_DESCRIPTION OF THE TASK_:
All of the data below needs to be set down again, exactly as shown.

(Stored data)
-- -- --
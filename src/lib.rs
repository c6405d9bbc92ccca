//! MongoDB-style document operations over a single JSON column per table.
//!
//! Match documents compile to parameterized SQL for the configured [`dialect::Dialect`];
//! predicate closures and dialects without JSON paths fall back to scanning with in-process
//! evaluation. Both paths share one [`query::Condition`] tree and agree on results.

pub mod collection;
pub mod config;
pub mod connection;
pub mod dialect;
pub mod document;
pub mod errors;
pub mod id;
pub mod logger;
pub mod query;
pub mod types;
pub mod utils;

use std::path::Path;
use std::sync::Arc;

use crate::collection::Collection;
use crate::config::DocSqlConfig;
use crate::connection::{Connection, SqliteConnection};
use crate::dialect::{Dialect, DialectKind};
use crate::errors::DbError;
use crate::id::{IdGenerator, ObjectIdGenerator};

pub use crate::query::{Cursor, Filter, FindOptions, Order, Projection, SortSpec};
pub use crate::types::{Document, DocumentId};

/// A connection plus the dialect used to talk to it.
pub struct Database {
    conn: Box<dyn Connection>,
    dialect: Arc<dyn Dialect>,
    ids: Arc<dyn IdGenerator>,
}

impl Database {
    /// Opens (or creates) a SQLite database file.
    ///
    /// # Errors
    /// Returns `ExecutionError` if the file cannot be opened.
    pub fn open<P: AsRef<Path>>(path: P) -> Result<Self, DbError> {
        Ok(Self::with_connection(
            Box::new(SqliteConnection::open(path)?),
            DialectKind::Sqlite.dialect(),
        ))
    }

    /// # Errors
    /// Returns `ExecutionError` if SQLite cannot allocate the database.
    pub fn open_in_memory() -> Result<Self, DbError> {
        Ok(Self::with_connection(
            Box::new(SqliteConnection::open_in_memory()?),
            DialectKind::Sqlite.dialect(),
        ))
    }

    /// Opens the built-in SQLite backend described by `cfg`.
    ///
    /// # Errors
    /// Returns `UnsupportedDialect` for dialects that need a caller-supplied connection.
    pub fn from_config(cfg: &DocSqlConfig) -> Result<Self, DbError> {
        if cfg.dialect != DialectKind::Sqlite {
            return Err(DbError::UnsupportedDialect(format!(
                "{} requires a caller-supplied connection (Database::with_connection)",
                cfg.dialect
            )));
        }
        match &cfg.database {
            Some(path) => Self::open(path),
            None => Self::open_in_memory(),
        }
    }

    /// Wraps any engine connection. The caller is responsible for `dialect` matching it.
    #[must_use]
    pub fn with_connection(conn: Box<dyn Connection>, dialect: Arc<dyn Dialect>) -> Self {
        Self {
            conn,
            dialect,
            ids: Arc::new(ObjectIdGenerator::new()),
        }
    }

    #[must_use]
    pub fn with_id_generator(mut self, ids: Arc<dyn IdGenerator>) -> Self {
        self.ids = ids;
        self
    }

    #[must_use]
    pub fn dialect(&self) -> &dyn Dialect {
        self.dialect.as_ref()
    }

    /// Returns the collection `name`, creating its table if needed.
    ///
    /// # Errors
    /// Returns `ExecutionError` if the create statement fails.
    pub fn collection(&self, name: &str) -> Result<Collection<'_>, DbError> {
        Collection::new(self.conn.as_ref(), self.dialect.clone(), name, self.ids.clone())
    }
}

impl std::fmt::Debug for Database {
    fn fmt(&self, f: &mut std::fmt::Formatter<'_>) -> std::fmt::Result {
        f.debug_struct("Database").field("dialect", &self.dialect.kind()).finish_non_exhaustive()
    }
}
-- -- --
_RESULT_:
filename src/lib.rs
repository c6405d9bbc92ccca
//! MongoDB-style document operations over a single JSON column per table.
//!
//! Match documents compile to parameterized SQL for the configured [`dialect::Dialect`];
//! predicate closures and dialects without JSON paths fall back to scanning with in-process
//! evaluation. Both paths share one [`query::Condition`] tree and agree on results.

pub mod collection;
pub mod config;
pub mod connection;
pub mod dialect;
pub mod document;
pub mod errors;
pub mod id;
pub mod logger;
pub mod query;
pub mod types;
pub mod utils;

use std::path::Path;
use std::sync::Arc;

use crate::collection::Collection;
use crate::config::DocSqlConfig;
use crate::connection::{Connection, SqliteConnection};
use crate::dialect::{Dialect, DialectKind};
use crate::errors::DbError;
use crate::id::{IdGenerator, ObjectIdGenerator};

pub use crate::query::{Cursor, Filter, FindOptions, Order, Projection, SortSpec};
pub use crate::types::{Document, DocumentId};

/// A connection plus the dialect used to talk to it.
pub struct Database {
    conn: Box<dyn Connection>,
    dialect: Arc<dyn Dialect>,
    ids: Arc<dyn IdGenerator>,
}

impl Database {
    /// Opens (or creates) a SQLite database file.
    ///
    /// # Errors
    /// Returns `ExecutionError` if the file cannot be opened.
    pub fn open<P: AsRef<Path>>(path: P) -> Result<Self, DbError> {
        Ok(Self::with_connection(
            Box::new(SqliteConnection::open(path)?),
            DialectKind::Sqlite.dialect(),
        ))
    }

    /// # Errors
    /// Returns `ExecutionError` if SQLite cannot allocate the database.
    pub fn open_in_memory() -> Result<Self, DbError> {
        Ok(Self::with_connection(
            Box::new(SqliteConnection::open_in_memory()?),
            DialectKind::Sqlite.dialect(),
        ))
    }

    /// Opens the built-in SQLite backend described by `cfg`.
    ///
    /// # Errors
    /// Returns `UnsupportedDialect` for dialects that need a caller-supplied connection.
    pub fn from_config(cfg: &DocSqlConfig) -> Result<Self, DbError> {
        if cfg.dialect != DialectKind::Sqlite {
            return Err(DbError::UnsupportedDialect(format!(
                "{} requires a caller-supplied connection (Database::with_connection)",
                cfg.dialect
            )));
        }
        match &cfg.database {
            Some(path) => Self::open(path),
            None => Self::open_in_memory(),
        }
    }

    /// Wraps any engine connection. The caller is responsible for `dialect` matching it.
    #[must_use]
    pub fn with_connection(conn: Box<dyn Connection>, dialect: Arc<dyn Dialect>) -> Self {
        Self {
            conn,
            dialect,
            ids: Arc::new(ObjectIdGenerator::new()),
        }
    }

    #[must_use]
    pub fn with_id_generator(mut self, ids: Arc<dyn IdGenerator>) -> Self {
        self.ids = ids;
        self
    }

    #[must_use]
    pub fn dialect(&self) -> &dyn Dialect {
        self.dialect.as_ref()
    }

    /// Returns the collection `name`, creating its table if needed.
    ///
    /// # Errors
    /// Returns `ExecutionError` if the create statement fails.
    pub fn collection(&self, name: &str) -> Result<Collection<'_>, DbError> {
        Collection::new(self.conn.as_ref(), self.dialect.clone(), name, self.ids.clone())
    }
}

impl std::fmt::Debug for Database {
    fn fmt(&self, f: &mut std::fmt::Formatter<'_>) -> std::fmt::Result {
        f.debug_struct("Database").field("dialect", &self.dialect.kind()).finish_non_exhaustive()
    }
}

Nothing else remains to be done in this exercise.